Banksters in DC: “The King is Dead, Long Live the King”
Kafkaesque tragic-comedy continues to pervade Washington as sources tell us that Citi Chairman Richard Parsons met with Secretary of Treasury Geithner on Friday. Sources suggest Parson’s trip appears not to have been previously scheduled and, wile the subject of their meeting is not known, several sources advise us that his name is likely on the short list for the yet to be announced economic recovery board.
We hear Treasury, FDIC, OCC and Fed principals and staff worked together all weekend on the question of aggregator (“bad bank”) versus “insurance wrap”. It seems that positions remain fairly close to where they were before CNBC wrongly reported that the “bad bank” discussions were dead. Sources suggest those false rumors emanated from bank executives with either implicit or explicit support from Treasury.
Senior Hill sources tell us Treasury officials continue to argue the market is not correctly valuing ‘troubled’ assets and that banks current ‘marks’ continue to price these securities closer to their real underlying value.
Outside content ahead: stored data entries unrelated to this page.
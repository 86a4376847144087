//! Seams between the scheduler loop and its external collaborators.

pub mod channel;
pub mod store;

pub use channel::ChangeChannel;
pub use store::JobStore;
It is thus apparently Treasury favors a solution that does not require banks to recognize the current market price, a result that would be required by the sale of these assets into a “bad bank”. This seems consistent in intent, even if different in approach, with the original Paulson Treasury and Bernanke TARP testimony pitch (‘we need the taxpayers to overpay for bad assets’).
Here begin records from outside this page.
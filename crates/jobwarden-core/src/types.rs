//! Data model: persisted rows, change events, stop modes and status snapshots.

use chrono::{DateTime, Utc};
use serde::{Deserialize, Serialize};

use crate::error::WardenError;

/// Store-assigned job identity.
pub type JobId = i64;
/// Store-assigned serialization key identity.
pub type KeyId = i64;

/// A persisted unit of work.
#[derive(Debug, Clone, PartialEq, Serialize, Deserialize)]
pub struct Job {
    pub id: JobId,
    /// Key into the handler registry.
    pub name: String,
    /// Opaque structured data handed to the handler.
    pub payload: serde_json::Value,
    /// Higher runs first.
    pub priority: i64,
    /// `None` means no mutual-exclusion constraint.
    pub serialization_key_id: Option<KeyId>,
    pub created_at: DateTime<Utc>,
    /// `None` while waiting; set exactly once when claimed.
    pub started_at: Option<DateTime<Utc>>,
    /// Set exactly once when the handler returns or fails.
    pub completed_at: Option<DateTime<Utc>>,
    /// Rendered failure; `None` on success.
    pub error_message: Option<String>,
}

impl Job {
    /// Lifecycle state derived from the timestamps.
    pub fn state(&self) -> JobState {
        match (self.started_at, self.completed_at) {
            (None, _) => JobState::Waiting,
            (Some(_), None) => JobState::Running,
            (Some(_), Some(_)) if self.error_message.is_some() => JobState::Failed,
            (Some(_), Some(_)) => JobState::Succeeded,
        }
    }

    /// Eligible for selection (ignoring its key).
    pub fn is_waiting(&self) -> bool {
        self.started_at.is_none()
    }
}

/// A named mutual-exclusion token.
#[derive(Debug, Clone, PartialEq, Eq, Serialize, Deserialize)]
pub struct SerializationKey {
    pub id: KeyId,
    /// Caller-supplied resource name, e.g. "account:42".
    pub key: String,
    /// Job currently holding the key.
    pub active_job_id: Option<JobId>,
}

impl SerializationKey {
    pub fn is_free(&self) -> bool {
        self.active_job_id.is_none()
    }
}

/// Producer-side description of a job to insert.
#[derive(Debug, Clone, PartialEq, Serialize, Deserialize)]
pub struct NewJob {
    pub name: String,
    pub payload: serde_json::Value,
    pub serialization_key: Option<String>,
    pub priority: i64,
}

impl NewJob {
    pub fn new(name: &str, payload: serde_json::Value) -> Self {
        Self {
            name: name.to_string(),
            payload,
            serialization_key: None,
            priority: 0,
        }
    }

    pub fn with_key(mut self, key: &str) -> Self {
        self.serialization_key = Some(key.to_string());
        self
    }

    pub fn with_priority(mut self, priority: i64) -> Self {
        self.priority = priority;
        self
    }
}

/// Job lifecycle state.
#[derive(Debug, Clone, Copy, PartialEq, Eq, Hash, Serialize, Deserialize)]
#[serde(rename_all = "snake_case")]
pub enum JobState {
    Waiting,
    Running,
    Succeeded,
    Failed,
}

impl std::fmt::Display for JobState {
    fn fmt(&self, f: &mut std::fmt::Formatter<'_>) -> std::fmt::Result {
        match self {
            JobState::Waiting => write!(f, "waiting"),
            JobState::Running => write!(f, "running"),
            JobState::Succeeded => write!(f, "succeeded"),
            JobState::Failed => write!(f, "failed"),
        }
    }
}

impl std::str::FromStr for JobState {
    type Err = WardenError;

    fn from_str(s: &str) -> Result<Self, Self::Err> {
        match s.to_ascii_lowercase().as_str() {
            "waiting" => Ok(JobState::Waiting),
            "running" => Ok(JobState::Running),
            "succeeded" => Ok(JobState::Succeeded),
            "failed" => Ok(JobState::Failed),
            other => Err(WardenError::Config(format!("unknown job state '{other}'"))),
        }
    }
}

/// Store-wide job counts.
#[derive(Debug, Clone, Copy, Default, PartialEq, Eq, Serialize, Deserialize)]
pub struct JobCounts {
    pub waiting: i64,
    pub running: i64,
    pub succeeded: i64,
    pub failed: i64,
}

/// Lifecycle notification kind.
#[derive(Debug, Clone, Copy, PartialEq, Eq, Hash, Serialize, Deserialize)]
#[serde(rename_all = "snake_case")]
pub enum JobEventStatus {
    Created,
    Started,
    Completed,
}

impl std::str::FromStr for JobEventStatus {
    type Err = WardenError;

    fn from_str(s: &str) -> Result<Self, Self::Err> {
        match s {
            "created" => Ok(JobEventStatus::Created),
            "started" => Ok(JobEventStatus::Started),
            "completed" => Ok(JobEventStatus::Completed),
            other => Err(WardenError::Channel(format!("unknown event status '{other}'"))),
        }
    }
}

/// A change-channel notification tagged with a job id.
#[derive(Debug, Clone, Copy, PartialEq, Eq, Serialize, Deserialize)]
pub struct JobEvent {
    pub status: JobEventStatus,
    pub job_id: JobId,
}

/// Shutdown request, ordered by strictness.
///
/// Applying a mode that is not stricter than the current one is a no-op.
#[derive(
    Debug, Clone, Copy, Default, PartialEq, Eq, PartialOrd, Ord, Hash, Serialize, Deserialize,
)]
#[serde(rename_all = "snake_case")]
pub enum StopMode {
    #[default]
    Never,
    WhenAllDone,
    WhenCurrentDone,
    Now,
}

impl StopMode {
    /// Whether new jobs may be claimed under this mode.
    pub fn accepts_new_work(&self) -> bool {
        matches!(self, StopMode::Never | StopMode::WhenAllDone)
    }

    /// The stricter of two modes.
    pub fn escalate(self, requested: StopMode) -> StopMode {
        self.max(requested)
    }
}

impl std::fmt::Display for StopMode {
    fn fmt(&self, f: &mut std::fmt::Formatter<'_>) -> std::fmt::Result {
        match self {
            StopMode::Never => write!(f, "never"),
            StopMode::WhenAllDone => write!(f, "when_all_done"),
            StopMode::WhenCurrentDone => write!(f, "when_current_done"),
            StopMode::Now => write!(f, "now"),
        }
    }
}

impl std::str::FromStr for StopMode {
    type Err = WardenError;

    fn from_str(s: &str) -> Result<Self, Self::Err> {
        match s.to_ascii_lowercase().replace('-', "_").as_str() {
            "never" => Ok(StopMode::Never),
            "when_all_done" => Ok(StopMode::WhenAllDone),
            "when_current_done" => Ok(StopMode::WhenCurrentDone),
            "now" => Ok(StopMode::Now),
            _ => Err(WardenError::InvalidStopMode(s.to_string())),
        }
    }
}

/// Scheduler loop state derived from the stop mode.
#[derive(Debug, Clone, Copy, Default, PartialEq, Eq, Serialize, Deserialize)]
#[serde(rename_all = "snake_case")]
pub enum SchedulerState {
    #[default]
    Running,
    DrainingWhenAllDone,
    DrainingWhenCurrentDone,
    Cancelling,
    Stopped,
}

impl SchedulerState {
    pub fn from_mode(mode: StopMode) -> Self {
        match mode {
            StopMode::Never => SchedulerState::Running,
            StopMode::WhenAllDone => SchedulerState::DrainingWhenAllDone,
            StopMode::WhenCurrentDone => SchedulerState::DrainingWhenCurrentDone,
            StopMode::Now => SchedulerState::Cancelling,
        }
    }
}

/// Best-effort in-memory snapshot; the store stays authoritative.
#[derive(Debug, Clone, Copy, Default, PartialEq, Eq, Serialize, Deserialize)]
pub struct SchedulerStatus {
    pub waiting: i64,
    pub running: usize,
    pub mode: StopMode,
    pub state: SchedulerState,
}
Sources inform us that Treasury continues to argue that an insurance wrap approach is preferable than a bad bank approach. They argue it would be less costly to the taxpayer. Senior regulatory and Hill sources tell us Treasury also prefers the idea of stretching losses over a long period rather than accepting the reality of an immediate recognition of losses. Their position is predicated on a belief that these securities will “recover”. That argument is more dubious and less supportable than it was in the summer of 2007 when market prices were higher, assets performing relatively better and the banks were more credible and I wrote:
“We continue to believe that many institutions will use the subjective nature of the mark to model valuation methods for illiquid securities to defer losses and obscure their true exposures. Beyond avoiding the negative impact to earnings such improper or aggressive marking of assets obscures the usefulness of investor reliance on book value…Our goal in this report is to provide analysts and portfolio managers with primary questions that investors should be asking of managements in an effort to avoid attempts at obfuscation through jargon…Although our current focus relates primarily to problems in Residential Mortgage Backed Securities (RMBS) and related Collateralized Debt Obligations (CDOs), we expect that these problems are likely to be a precursor to similar problems in other structured securities…As we have made clear since the beginning of the year, the mortgage finance problems are not isolated to subprime, subprime just had a shorter leash… Both the CMBS and CLO markets will almost certainly see rising liquidity problems. There is little doubt that beyond large future impairments there are many institutions with significant levels of embedded losses that have not yet been recognized as a result of questionable valuation…Those managements who refuse to see the significance of this tide-change, with power shifting from issuers to buyers, will find reduced access to the capital markets and a higher cost of capital.”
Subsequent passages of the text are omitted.